Forbes 30 Under 30 · CEO, X Network · TEDx Speaker

What Core Updates Actually Are

When Google rolls a major core update, the SEO industry's first response is usually panic. Traffic graphs show dramatic drops for some sites and dramatic gains for others. Forums fill up with "I've been hit — what do I do?" posts. Tool vendors publish breathless reports about which sectors were affected.

The confusion is understandable. The pattern, once you've watched enough of these updates, is actually quite clear.

Google core updates are not targeted attacks on specific techniques or specific types of sites. They are recalibrations of the quality signals Google uses to rank content — typically in response to one of three things:

1. New information about what quality looks like (Google's human rater program produces continuous feedback; core updates sometimes reflect major shifts in that feedback)

2. The emergence of new low-quality patterns at scale (when a certain type of manipulation becomes widespread, the algorithm gets tuned to discount it)

3. Improvements in language understanding that allow Google to evaluate content quality more accurately than before

The sites that lose traffic in core updates are almost always sites that were holding rankings through signals that the update has devalued. They weren't necessarily doing anything explicitly against the guidelines — they were getting credit for signals that the update determined weren't good proxies for quality in the first place.

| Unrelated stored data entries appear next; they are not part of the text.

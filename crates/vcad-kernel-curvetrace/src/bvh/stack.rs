//! Caller-owned traversal stack.

use super::node::NodeRef;
use crate::mask::LaneMask;

/// A pending subtree with its entry distance and interested lanes.
#[derive(Debug, Clone, Copy, PartialEq)]
pub struct StackItem {
    /// Subtree root.
    pub node: NodeRef,
    /// Conservative entry distance.
    pub dist: f32,
    /// Lanes that may hit the subtree.
    pub lanes: LaneMask,
}

impl StackItem {
    /// Placeholder for fixed-size buffers.
    pub const EMPTY: Self = Self {
        node: NodeRef::EMPTY,
        dist: f32::INFINITY,
        lanes: LaneMask::EMPTY,
    };
}

/// Saved position of an enclosing walk.
#[derive(Debug, Clone, Copy, PartialEq, Eq)]
pub struct WalkMark(usize);

/// LIFO of pending subtrees, bounded by tree depth.
///
/// A single walk over a tree of fan-out `N` and depth `D` never holds more
/// than `1 + (N - 1) * D + 3` items. The stack has room for a packet walk
/// plus one nested single-ray walk started on top of it; a walk exceeding
/// the bound means the tree is deeper than declared and panics.
#[derive(Debug, Clone)]
pub struct TraversalStack {
    items: Vec<StackItem>,
    base: usize,
    walk_capacity: usize,
}

impl TraversalStack {
    /// Items one walk may hold for fan-out `n` and depth `max_depth`.
    pub const fn walk_capacity(n: usize, max_depth: usize) -> usize {
        1 + (n - 1) * max_depth + 3
    }

    /// Stack for trees of fan-out `n` up to `max_depth` levels.
    pub fn new(n: usize, max_depth: usize) -> Self {
        let walk_capacity = Self::walk_capacity(n, max_depth);
        Self {
            items: Vec::with_capacity(2 * walk_capacity),
            base: 0,
            walk_capacity,
        }
    }

    /// Items a single walk may hold.
    pub fn capacity(&self) -> usize {
        self.walk_capacity
    }

    /// Drop all items.
    pub fn clear(&mut self) {
        self.items.clear();
        self.base = 0;
    }

    /// Items in the current walk.
    pub fn len(&self) -> usize {
        self.items.len() - self.base
    }

    /// True when the current walk has no pending items.
    pub fn is_empty(&self) -> bool {
        self.items.len() == self.base
    }

    /// Push an item onto the current walk.
    #[inline]
    pub fn push(&mut self, item: StackItem) {
        assert!(
            self.len() < self.walk_capacity,
            "traversal stack overflow: tree deeper than configured max_depth"
        );
        self.items.push(item);
    }

    /// Pop the most recent item of the current walk.
    #[inline]
    pub fn pop(&mut self) -> Option<StackItem> {
        if self.is_empty() {
            None
        } else {
            self.items.pop()
        }
    }

    /// Push `children` so that the nearest entry pops first.
    pub fn push_nearest_first(&mut self, children: &mut [StackItem]) {
        children.sort_unstable_by(|a, b| b.dist.total_cmp(&a.dist));
        for child in children.iter() {
            self.push(*child);
        }
    }

    /// Start a nested walk above the current items.
    pub fn begin_walk(&mut self) -> WalkMark {
        let mark = WalkMark(self.base);
        self.base = self.items.len();
        mark
    }

    /// Discard the nested walk and resume the enclosing one.
    pub fn end_walk(&mut self, mark: WalkMark) {
        self.items.truncate(self.base);
        self.base = mark.0;
    }
}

The Pattern of Sites That Get Hit

After watching many core updates and working through recovery with several clients, the pattern of affected sites is consistent:

Sites with thin, synthesized content at scale. These are the sites that produce large volumes of content that covers topics broadly and accurately but without genuine depth, first-hand expertise, or original insight. Pre-AI, this was content farms with paid writers producing summary articles. Post-AI, this is sites using generative AI to produce content at scale without genuine human expertise. Both get hit for the same underlying reason: the content doesn't demonstrate real knowledge, it just demonstrates coverage.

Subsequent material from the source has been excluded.